Photo: Salwan Georges/The Washington Post via Getty Images
On Tuesday, the D.C. Council postponed an attempt to halt the clearing of existing homeless encampments and advanced a redistricting map.
Driving the news: The actions came during hours of debate and voting on a long agenda of legislation.
Council member Brianne Nadeau, who wrote the bill, has been critical of the Bowser administration’s pilot program to clear encampments, though she supports providing the homeless permanent housing.
- The Bowser administration has defended the pilot as offering apartment units or hotels to all people living in tents. The pilot sets specific deadlines for clearing encampments and collects data on its effectiveness.

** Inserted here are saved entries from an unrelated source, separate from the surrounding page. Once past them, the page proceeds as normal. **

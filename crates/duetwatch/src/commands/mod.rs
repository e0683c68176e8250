//! Command dispatch: bridges CLI args -> `Printer` -> output formatting.

pub mod config_cmd;
pub mod gcode;
pub mod model;
pub mod seqs;
pub mod watch;

use duetwatch_core::Printer;

use crate::cli::{Command, GlobalOpts};
use crate::error::CliError;

/// Dispatch a board-bound command to its handler.
pub async fn dispatch(cmd: Command, printer: &Printer, global: &GlobalOpts) -> Result<(), CliError> {
    match cmd {
        Command::Watch(args) => watch::handle(printer, &args).await,
        Command::Gcode(args) => gcode::handle(printer, &args, global).await,
        Command::Model(args) => model::handle(printer, &args, global).await,
        Command::Seqs => seqs::handle(printer, global).await,
        // Config and Completions are handled before dispatch
        Command::Config(_) | Command::Completions(_) => Ok(()),
    }
}

/// Run `f` against a connected printer, disconnecting afterwards
/// whatever the outcome.
pub async fn with_session<F, Fut, R>(printer: &Printer, f: F) -> Result<R, CliError>
where
    F: FnOnce(Printer) -> Fut,
    Fut: Future<Output = Result<R, CliError>>,
{
    printer.connect().await?;
    let result = f(printer.clone()).await;
    printer.disconnect().await;
    result
}
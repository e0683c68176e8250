//! Profiles and credentials for duetwatch.
//!
//! TOML profiles, password resolution (env + keyring + plaintext), and
//! translation to `duetwatch_core::PrinterConfig`. The CLI layers its
//! flag overrides on top.

use std::collections::HashMap;
use std::path::{Path, PathBuf};
use std::time::Duration;

use directories::ProjectDirs;
use figment::{
    Figment,
    providers::{Env, Format, Serialized, Toml},
};
use secrecy::SecretString;
use serde::{Deserialize, Serialize};
use thiserror::Error;
use url::Url;

use duetwatch_core::{ApplyPolicy, DEFAULT_PASSWORD, PrinterConfig, TlsVerification};

/// Keyring service name; entries are keyed `"{profile}/password"`.
pub const KEYRING_SERVICE: &str = "duetwatch";

/// Environment variable consulted after a profile's `password_env`.
pub const PASSWORD_ENV: &str = "DUETWATCH_PASSWORD";

// ── Error ───────────────────────────────────────────────────────────

#[derive(Debug, Error)]
pub enum ConfigError {
    #[error("invalid {field}: {reason}")]
    Validation { field: String, reason: String },

    #[error("profile '{name}' not found (available: {available})")]
    ProfileNotFound { name: String, available: String },

    #[error("failed to serialize config: {0}")]
    Serialization(#[from] toml::ser::Error),

    #[error("config loading failed: {0}")]
    Figment(Box<figment::Error>),

    #[error("keyring error: {0}")]
    Keyring(String),

    #[error("IO error: {0}")]
    Io(#[from] std::io::Error),
}

impl From<figment::Error> for ConfigError {
    fn from(err: figment::Error) -> Self {
        Self::Figment(Box::new(err))
    }
}

impl From<keyring::Error> for ConfigError {
    fn from(err: keyring::Error) -> Self {
        Self::Keyring(err.to_string())
    }
}

// ── TOML config structs ─────────────────────────────────────────────

/// Top-level TOML configuration.
#[derive(Debug, Deserialize, Serialize)]
pub struct Config {
    /// Profile used when `--profile` is not given.
    pub default_profile: Option<String>,

    #[serde(default)]
    pub defaults: Defaults,

    /// Named printer profiles.
    #[serde(default)]
    pub profiles: HashMap<String, Profile>,
}

impl Default for Config {
    fn default() -> Self {
        Self {
            default_profile: Some("default".into()),
            defaults: Defaults::default(),
            profiles: HashMap::new(),
        }
    }
}

impl Config {
    /// Look up a profile, listing the known names on a miss.
    pub fn profile(&self, name: &str) -> Result<&Profile, ConfigError> {
        self.profiles.get(name).ok_or_else(|| {
            let mut available: Vec<_> = self.profiles.keys().cloned().collect();
            available.sort();
            ConfigError::ProfileNotFound {
                name: name.into(),
                available: if available.is_empty() {
                    "(none)".into()
                } else {
                    available.join(", ")
                },
            }
        })
    }
}

#[derive(Debug, Clone, Deserialize, Serialize)]
pub struct Defaults {
    #[serde(default = "default_output")]
    pub output: String,

    /// Per-request timeout in seconds.
    #[serde(default = "default_timeout")]
    pub timeout: u64,

    #[serde(default = "default_poll_interval_ms")]
    pub poll_interval_ms: u64,

    /// Reply wait limit in seconds. Absent means wait forever.
    #[serde(default, skip_serializing_if = "Option::is_none")]
    pub reply_timeout: Option<u64>,

    #[serde(default)]
    pub apply_policy: ApplyPolicy,
}

impl Default for Defaults {
    fn default() -> Self {
        Self {
            output: default_output(),
            timeout: default_timeout(),
            poll_interval_ms: default_poll_interval_ms(),
            reply_timeout: None,
            apply_policy: ApplyPolicy::default(),
        }
    }
}

fn default_output() -> String {
    "json".into()
}
fn default_timeout() -> u64 {
    10
}
fn default_poll_interval_ms() -> u64 {
    250
}

/// A named printer profile. Unset fields fall back to [`Defaults`].
#[derive(Debug, Clone, Default, Deserialize, Serialize)]
pub struct Profile {
    /// Board address: a URL or a bare host (`http://` is assumed).
    pub address: String,

    /// Board password (plaintext; prefer keyring or env var).
    #[serde(default, skip_serializing_if = "Option::is_none")]
    pub password: Option<String>,

    /// Environment variable name holding the password.
    #[serde(default, skip_serializing_if = "Option::is_none")]
    pub password_env: Option<String>,

    /// CA certificate for boards behind a TLS proxy.
    #[serde(default, skip_serializing_if = "Option::is_none")]
    pub ca_cert: Option<PathBuf>,

    #[serde(default, skip_serializing_if = "Option::is_none")]
    pub insecure: Option<bool>,

    #[serde(default, skip_serializing_if = "Option::is_none")]
    pub timeout: Option<u64>,

    #[serde(default, skip_serializing_if = "Option::is_none")]
    pub poll_interval_ms: Option<u64>,

    #[serde(default, skip_serializing_if = "Option::is_none")]
    pub reply_timeout: Option<u64>,

    #[serde(default, skip_serializing_if = "Option::is_none")]
    pub apply_policy: Option<ApplyPolicy>,
}

// ── Config file path ────────────────────────────────────────────────

/// Resolve the config file path via XDG / platform conventions.
pub fn config_path() -> PathBuf {
    ProjectDirs::from("com", "duetwatch", "duetwatch").map_or_else(
        || {
            let mut p = dirs_fallback();
            p.push("config.toml");
            p
        },
        |dirs| dirs.config_dir().join("config.toml"),
    )
}

fn dirs_fallback() -> PathBuf {
    let mut p = PathBuf::from(std::env::var("HOME").unwrap_or_else(|_| ".".into()));
    p.push(".config");
    p.push("duetwatch");
    p
}

// ── Loading and saving ──────────────────────────────────────────────

/// Load the config from the canonical path plus environment.
pub fn load_config() -> Result<Config, ConfigError> {
    load_config_from(&config_path())
}

/// Load the config from `path`, layered over defaults and under
/// `DUETWATCH_*` variables (`__` separates nested keys, e.g.
/// `DUETWATCH_DEFAULTS__TIMEOUT`). A missing file is not an error.
pub fn load_config_from(path: &Path) -> Result<Config, ConfigError> {
    let figment = Figment::new()
        .merge(Serialized::defaults(Config::default()))
        .merge(Toml::file(path))
        .merge(Env::prefixed("DUETWATCH_").split("__"));

    Ok(figment.extract()?)
}

/// Load config, returning a default if it is missing or unreadable.
pub fn load_config_or_default() -> Config {
    load_config().unwrap_or_default()
}

/// Serialize config to TOML at the canonical path.
pub fn save_config(cfg: &Config) -> Result<(), ConfigError> {
    save_config_to(cfg, &config_path())
}

pub fn save_config_to(cfg: &Config, path: &Path) -> Result<(), ConfigError> {
    if let Some(parent) = path.parent() {
        std::fs::create_dir_all(parent)?;
    }
    let toml_str = toml::to_string_pretty(cfg)?;
    std::fs::write(path, toml_str)?;
    Ok(())
}

// ── Credential resolution ───────────────────────────────────────────

/// Where a resolved password came from.
#[derive(Debug, Clone, Copy, PartialEq, Eq, strum::Display)]
#[strum(serialize_all = "kebab-case")]
pub enum PasswordSource {
    ProfileEnv,
    Env,
    Keyring,
    Plaintext,
    FirmwareDefault,
}

/// Resolve a profile's password: `password_env` → `DUETWATCH_PASSWORD`
/// → keyring → plaintext → `"reprap"`.
pub fn resolve_password(profile: &Profile, profile_name: &str) -> (SecretString, PasswordSource) {
    if let Some(ref env_name) = profile.password_env {
        if let Ok(val) = std::env::var(env_name) {
            return (SecretString::from(val), PasswordSource::ProfileEnv);
        }
    }

    if let Ok(val) = std::env::var(PASSWORD_ENV) {
        return (SecretString::from(val), PasswordSource::Env);
    }

    if let Ok(entry) = keyring::Entry::new(KEYRING_SERVICE, &keyring_user(profile_name)) {
        if let Ok(pw) = entry.get_password() {
            return (SecretString::from(pw), PasswordSource::Keyring);
        }
    }

    if let Some(ref pw) = profile.password {
        return (SecretString::from(pw.clone()), PasswordSource::Plaintext);
    }

    (
        SecretString::from(DEFAULT_PASSWORD.to_owned()),
        PasswordSource::FirmwareDefault,
    )
}

/// Store a profile's password in the system keyring.
pub fn store_password(profile_name: &str, password: &str) -> Result<(), ConfigError> {
    if password.is_empty() {
        return Err(ConfigError::Validation {
            field: "password".into(),
            reason: "value cannot be empty".into(),
        });
    }
    let entry = keyring::Entry::new(KEYRING_SERVICE, &keyring_user(profile_name))?;
    entry.set_password(password)?;
    Ok(())
}

fn keyring_user(profile_name: &str) -> String {
    format!("{profile_name}/password")
}

// ── Translation ─────────────────────────────────────────────────────

/// Parse a board address. Bare hosts (`192.168.1.50`, `duet.local:8080`)
/// get an `http://` scheme.
pub fn parse_address(address: &str) -> Result<Url, ConfigError> {
    let trimmed = address.trim();
    let candidate = if trimmed.contains("://") {
        trimmed.to_owned()
    } else {
        format!("http://{trimmed}")
    };
    let url = Url::parse(&candidate).map_err(|e| ConfigError::Validation {
        field: "address".into(),
        reason: format!("invalid address '{address}': {e}"),
    })?;
    match url.scheme() {
        "http" | "https" if url.host().is_some() => Ok(url),
        _ => Err(ConfigError::Validation {
            field: "address".into(),
            reason: format!("expected an http(s) board address, got '{address}'"),
        }),
    }
}

/// Build a `PrinterConfig` from a profile, without CLI overrides.
pub fn profile_to_printer_config(
    profile: &Profile,
    profile_name: &str,
    defaults: &Defaults,
) -> Result<PrinterConfig, ConfigError> {
    let mut config = PrinterConfig::new(parse_address(&profile.address)?);
    config.password = resolve_password(profile, profile_name).0;

    config.tls = if profile.insecure.unwrap_or(false) {
        TlsVerification::DangerAcceptInvalid
    } else if let Some(ref ca_path) = profile.ca_cert {
        TlsVerification::CustomCa(ca_path.clone())
    } else {
        TlsVerification::SystemDefaults
    };

    config.timeout = Duration::from_secs(profile.timeout.unwrap_or(defaults.timeout));
    let poll_ms = profile.poll_interval_ms.unwrap_or(defaults.poll_interval_ms);
    if poll_ms == 0 {
        return Err(ConfigError::Validation {
            field: "poll_interval_ms".into(),
            reason: "must be greater than zero".into(),
        });
    }
    config.poll_interval = Duration::from_millis(poll_ms);
    config.reply_timeout = profile
        .reply_timeout
        .or(defaults.reply_timeout)
        .map(Duration::from_secs);
    config.apply_policy = profile.apply_policy.unwrap_or(defaults.apply_policy);

    Ok(config)
}
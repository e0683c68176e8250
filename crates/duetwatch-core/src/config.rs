// ── Runtime connection configuration ──
//
// Describes how to reach one board and how to mirror it. Carries the
// credential but never touches disk; the CLI builds a `PrinterConfig`
// from its profile and hands it in.

use std::time::Duration;

use secrecy::SecretString;
use url::Url;

use crate::sync::ApplyPolicy;

/// Password RepRapFirmware uses when none is configured.
pub const DEFAULT_PASSWORD: &str = "reprap";

/// TLS verification strategy.
#[derive(Debug, Clone, Default, PartialEq, Eq)]
pub enum TlsVerification {
    /// System CA store (strict). Default; boards normally speak plain HTTP.
    #[default]
    SystemDefaults,
    /// Custom CA certificate file.
    CustomCa(std::path::PathBuf),
    /// Skip verification (self-signed reverse proxies).
    DangerAcceptInvalid,
}

/// Configuration for mirroring a single board.
#[derive(Debug, Clone)]
pub struct PrinterConfig {
    /// Board URL (e.g., `http://192.168.1.50`).
    pub address: Url,
    pub password: SecretString,
    pub tls: TlsVerification,
    /// Per-request HTTP timeout.
    pub timeout: Duration,
    /// Delay between poller ticks.
    pub poll_interval: Duration,
    /// Upper bound on waiting for a command reply. `None` waits forever.
    pub reply_timeout: Option<Duration>,
    pub apply_policy: ApplyPolicy,
}

impl PrinterConfig {
    /// Defaults for everything but the address.
    pub fn new(address: Url) -> Self {
        Self {
            address,
            password: SecretString::from(DEFAULT_PASSWORD.to_owned()),
            tls: TlsVerification::default(),
            timeout: Duration::from_secs(10),
            poll_interval: Duration::from_millis(250),
            reply_timeout: None,
            apply_policy: ApplyPolicy::default(),
        }
    }

    pub(crate) fn transport_config(&self) -> duetwatch_api::TransportConfig {
        let tls = match &self.tls {
            TlsVerification::SystemDefaults => duetwatch_api::TlsMode::System,
            TlsVerification::CustomCa(path) => duetwatch_api::TlsMode::CustomCa(path.clone()),
            TlsVerification::DangerAcceptInvalid => duetwatch_api::TlsMode::DangerAcceptInvalid,
        };
        duetwatch_api::TransportConfig {
            tls,
            timeout: self.timeout,
        }
    }
}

- Council members who wanted a pause say many people living at encampments leave the sites before scheduled clearings, meaning they often move to other encampments and don't get connected to housing.
- “What is happening on the ground is chaos,” council member Robert White said Tuesday, before nine lawmakers voted to postpone the legislation until Dec. 21.
In other news:
✏️ Lawmakers approved renaming Woodrow Wilson High School to Jackson-Reed High School, capping off months of debate.
- The new name honors Vincent Reed, the first Black principal of the high school, and Edna Jackson, the school’s first Black teacher, the Washington Post reports.
💉 D.C. students will be required to get the COVID-19 vaccine once it receives full FDA approval, under a bill approved by the council.
- Students 16 and over have until March 31, 2022 to receive the vaccine, while those who are younger are exempt until the FDA gives full approval.
📍 The redistricting map will still have a final vote later this month, with the opportunity for further tweaks.
- The biggest changes affect the boundaries of Ward 6, currently the largest ward, and wards 7 and 8, two of the District's poorest wards with the smallest populations.
- Ward 8 will gain booming Navy Yard to rightsize the population imbalance. An 11th-hour tweak gave Ward 7 more land after an uproar that the originally proposed map would keep the ward as the smallest in the city.